Solo el alma descarriada de un hijo comprende el valor de la intercesión de la madre a favor de su salvación. Tal fue la experiencia del singular teólogo Agustín de Hipona antes de su conversión. “Mi madre pidió a un obispo -narra en sus ‘Confesiones’- que con amabilidad discutiera algunas cosas conmigo, que refutara mis errores, que me enseñara de nuevo lo que era bueno y lo que era malo…”.

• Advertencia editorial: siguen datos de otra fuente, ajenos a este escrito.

//! Lazy, range-chunked event scanning.
//!
//! [`EventSource::events`] turns the indexer's page-oriented API into a
//! pull-based stream of typed items, oldest block first. The consumer drives
//! it one item at a time and decides when to stop; nothing is fetched ahead
//! of demand beyond the current page.

use std::collections::VecDeque;
use std::sync::Arc;
use std::time::Duration;

use anyhow::Result;
use futures::future::BoxFuture;
use tokio::time::sleep;
use tracing::debug;

use super::api::{BlockRange, EventApi, RawEvent};

/// Page-level enrichment hook.
///
/// Every fetched page passes through the transform before its items are
/// yielded, so bulk per-page work (owner filtering, revocation lookups) costs
/// one call per page instead of one per item.
pub type PageTransform<T> =
    Box<dyn FnMut(Vec<RawEvent>) -> BoxFuture<'static, Result<Vec<T>>> + Send>;

/// Factory for event scans over one indexer.
pub struct EventSource {
    api: Arc<dyn EventApi>,
    page_size: u32,
    range_size: u64,
    fetch_interval: Duration,
}

impl EventSource {
    /// Create an event source.
    ///
    /// `range_size` bounds each indexer query to the upstream per-query range
    /// cap; `fetch_interval` is the rate-limit pause between fetches.
    pub fn new(
        api: Arc<dyn EventApi>,
        page_size: u32,
        range_size: u64,
        fetch_interval: Duration,
    ) -> Self {
        Self {
            api,
            page_size: page_size.max(1),
            range_size: range_size.max(1),
            fetch_interval,
        }
    }

    /// Start a scan for `event_id` of `module` at `from_block`, bounded by
    /// `head` (the chain head at call time).
    ///
    /// The stream is not restartable mid-flight; a fresh call re-queries from
    /// `from_block`.
    pub fn events<T>(
        &self,
        module: &str,
        event_id: &str,
        from_block: u64,
        head: u64,
        transform: PageTransform<T>,
    ) -> EventStream<T> {
        let range = (from_block <= head).then(|| BlockRange {
            from: from_block,
            to: from_block
                .saturating_add(self.range_size - 1)
                .min(head),
        });

        EventStream {
            api: self.api.clone(),
            module: module.to_string(),
            event_id: event_id.to_string(),
            page_size: self.page_size,
            range_size: self.range_size,
            fetch_interval: self.fetch_interval,
            head,
            range,
            next_page: None,
            buffer: VecDeque::new(),
            transform,
        }
    }
}

/// One in-progress scan. Yields transformed items oldest block first.
pub struct EventStream<T> {
    api: Arc<dyn EventApi>,
    module: String,
    event_id: String,
    page_size: u32,
    range_size: u64,
    fetch_interval: Duration,
    head: u64,
    /// Range currently being drained; `None` once the head is reached.
    range: Option<BlockRange>,
    /// Pages left in the current range. `None` means the count query has not
    /// run yet; `Some(n)` means page `n - 1` is fetched next.
    next_page: Option<u32>,
    buffer: VecDeque<T>,
    transform: PageTransform<T>,
}

impl<T> EventStream<T> {
    /// Pull the next item, fetching as needed. `Ok(None)` once the scan has
    /// reached the chain head recorded at stream creation.
    pub async fn next(&mut self) -> Result<Option<T>> {
        loop {
            if let Some(item) = self.buffer.pop_front() {
                return Ok(Some(item));
            }

            let Some(range) = self.range else {
                return Ok(None);
            };

            match self.next_page {
                None => {
                    let count = self.api.count(&self.module, &self.event_id, range).await?;
                    if count == 0 {
                        // The indexer is eventually consistent and may simply
                        // not have seen this range yet.
                        debug!(range = %range, "No events in range");
                        sleep(self.fetch_interval).await;
                        self.advance_range();
                    } else {
                        let pages = count.div_ceil(self.page_size as u64);
                        self.next_page = Some(pages.min(u32::MAX as u64) as u32);
                    }
                }
                Some(0) => {
                    self.advance_range();
                }
                Some(remaining) => {
                    let index = remaining - 1;
                    let mut rows = self
                        .api
                        .page(&self.module, &self.event_id, range, index, self.page_size)
                        .await?;
                    // Pages arrive newest first; flip each one so the overall
                    // yield order is ascending by block.
                    rows.reverse();
                    let items = (self.transform)(rows).await?;
                    self.buffer.extend(items);
                    self.next_page = Some(index);
                    sleep(self.fetch_interval).await;
                }
            }
        }
    }

    fn advance_range(&mut self) {
        self.next_page = None;
        self.range = self.range.and_then(|r| {
            let from = r.to.checked_add(1)?;
            if from > self.head {
                return None;
            }
            Some(BlockRange {
                from,
                to: from.saturating_add(self.range_size - 1).min(self.head),
            })
        });
    }
}

#[cfg(test)]
mod tests {
    use super::*;
    use crate::indexer::api::IndexerError;
    use async_trait::async_trait;
    use std::sync::Mutex;

    /// In-memory indexer holding one ascending event history.
    struct FakeApi {
        events: Vec<RawEvent>,
        count_calls: Mutex<Vec<BlockRange>>,
        page_calls: Mutex<Vec<(BlockRange, u32)>>,
    }

    impl FakeApi {
        fn new(events: Vec<RawEvent>) -> Arc<Self> {
            Arc::new(Self {
                events,
                count_calls: Mutex::new(Vec::new()),
                page_calls: Mutex::new(Vec::new()),
            })
        }

        fn matching(&self, range: BlockRange) -> Vec<RawEvent> {
            // Newest first, the way the real service answers.
            let mut rows: Vec<RawEvent> = self
                .events
                .iter()
                .filter(|e| e.block_num >= range.from && e.block_num <= range.to)
                .cloned()
                .collect();
            rows.sort_by(|a, b| b.block_num.cmp(&a.block_num));
            rows
        }
    }

    #[async_trait]
    impl EventApi for FakeApi {
        async fn count(
            &self,
            _module: &str,
            _event_id: &str,
            range: BlockRange,
        ) -> Result<u64, IndexerError> {
            self.count_calls.lock().unwrap().push(range);
            Ok(self.matching(range).len() as u64)
        }

        async fn page(
            &self,
            _module: &str,
            _event_id: &str,
            range: BlockRange,
            page: u32,
            row: u32,
        ) -> Result<Vec<RawEvent>, IndexerError> {
            self.page_calls.lock().unwrap().push((range, page));
            Ok(self
                .matching(range)
                .into_iter()
                .skip(page as usize * row as usize)
                .take(row as usize)
                .collect())
        }
    }

    fn event(block: u64) -> RawEvent {
        RawEvent {
            block_num: block,
            block_timestamp: 1_700_000_000 + block as i64,
            params: "[]".to_string(),
        }
    }

    fn identity() -> PageTransform<RawEvent> {
        Box::new(|rows| Box::pin(async move { Ok(rows) }))
    }

    async fn drain(stream: &mut EventStream<RawEvent>) -> Vec<u64> {
        let mut blocks = Vec::new();
        while let Some(item) = stream.next().await.unwrap() {
            blocks.push(item.block_num);
        }
        blocks
    }

    #[tokio::test]
    async fn test_paginates_backward_from_highest_page() {
        let api = FakeApi::new((1..=250).map(event).collect());
        let source = EventSource::new(api.clone(), 100, 1_000, Duration::ZERO);

        let mut stream = source.events("attestation", "AttestationCreated", 0, 999, identity());
        let blocks = drain(&mut stream).await;

        assert_eq!(blocks.len(), 250);
        assert_eq!(blocks, (1..=250).collect::<Vec<u64>>());

        // count = 250 at page size 100 means exactly 3 pages, highest first.
        let pages: Vec<u32> = api.page_calls.lock().unwrap().iter().map(|c| c.1).collect();
        assert_eq!(pages, vec![2, 1, 0]);
    }

    #[tokio::test]
    async fn test_chunks_scan_into_block_ranges() {
        let api = FakeApi::new(vec![event(10), event(150), event(260)]);
        let source = EventSource::new(api.clone(), 100, 100, Duration::ZERO);

        let mut stream = source.events("attestation", "AttestationCreated", 0, 299, identity());
        let blocks = drain(&mut stream).await;
        assert_eq!(blocks, vec![10, 150, 260]);

        let counted: Vec<BlockRange> = api.count_calls.lock().unwrap().clone();
        assert_eq!(
            counted,
            vec![
                BlockRange { from: 0, to: 99 },
                BlockRange { from: 100, to: 199 },
                BlockRange { from: 200, to: 299 },
            ]
        );
    }

    #[tokio::test]
    async fn test_empty_ranges_skip_page_fetches() {
        let api = FakeApi::new(vec![event(250)]);
        let source = EventSource::new(api.clone(), 100, 100, Duration::ZERO);

        let mut stream = source.events("attestation", "AttestationCreated", 0, 299, identity());
        let blocks = drain(&mut stream).await;
        assert_eq!(blocks, vec![250]);

        // Two empty ranges counted, only the populated one paged.
        assert_eq!(api.count_calls.lock().unwrap().len(), 3);
        assert_eq!(api.page_calls.lock().unwrap().len(), 1);
    }

    #[tokio::test]
    async fn test_from_block_past_head_yields_nothing() {
        let api = FakeApi::new(vec![event(10)]);
        let source = EventSource::new(api.clone(), 100, 100, Duration::ZERO);

        let mut stream = source.events("attestation", "AttestationCreated", 500, 299, identity());
        assert!(stream.next().await.unwrap().is_none());
        assert!(api.count_calls.lock().unwrap().is_empty());
    }

    #[tokio::test]
    async fn test_transform_runs_once_per_page() {
        let api = FakeApi::new((1..=250).map(event).collect());
        let source = EventSource::new(api.clone(), 100, 1_000, Duration::ZERO);

        let calls = Arc::new(Mutex::new(0u32));
        let transform: PageTransform<u64> = {
            let calls = calls.clone();
            Box::new(move |rows| {
                *calls.lock().unwrap() += 1;
                Box::pin(async move { Ok(rows.into_iter().map(|e| e.block_num).collect()) })
            })
        };

        let mut stream = source.events("attestation", "AttestationCreated", 0, 999, transform);
        let mut yielded = 0;
        while stream.next().await.unwrap().is_some() {
            yielded += 1;
        }

        assert_eq!(yielded, 250);
        assert_eq!(*calls.lock().unwrap(), 3);
    }

    #[tokio::test]
    async fn test_transform_error_fails_the_scan() {
        let api = FakeApi::new(vec![event(10)]);
        let source = EventSource::new(api.clone(), 100, 100, Duration::ZERO);

        let transform: PageTransform<u64> =
            Box::new(|_rows| Box::pin(async move { anyhow::bail!("decode failure") }));

        let mut stream = source.events("attestation", "AttestationCreated", 0, 99, transform);
        assert!(stream.next().await.is_err());
    }
}
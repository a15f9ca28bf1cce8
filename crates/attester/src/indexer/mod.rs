//! Client for the remote event-indexing service.
//!
//! The indexer exposes the chain's event history as a paginated HTTP API.
//! This module splits the concern in three:
//!
//! - [`api`]: wire types and the [`api::EventApi`] seam between pagination
//!   logic and HTTP
//! - [`client`]: the reqwest-backed [`client::IndexerClient`] with bounded
//!   retry on transient failures
//! - [`stream`]: [`stream::EventSource`], the lazy range-chunked,
//!   page-reversed scan over an event kind

pub mod api;
pub mod client;
pub mod stream;

pub use api::{BlockRange, EventApi, EventParams, IndexerError, RawEvent};
pub use client::IndexerClient;
pub use stream::{EventSource, EventStream, PageTransform};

El obispo se negó. Dijo que el joven no estaba maduro para la enseñanza. Pero Mónica no quedó satisfecha; y le rogó con súplicas y lágrimas que conversara con él. El cura, impaciente, le dijo: “No se preocupe; tenga usted la seguridad mientras viva de que es imposible que se pierda el hijo de esas lágrimas”. Ella no cesaba, entonces, de rogarle a Dios por su hijo.
Hoy sabemos quién llegó a ser Agustín. En verdad, su madre pudo cosechar con gozo el fruto de sus oraciones a Dios. Esta debió de exclamar complacida: “Jehová ha oído la voz de mi lloro. Jehová ha oído mi ruego; ha recibido Jehová mi oración”.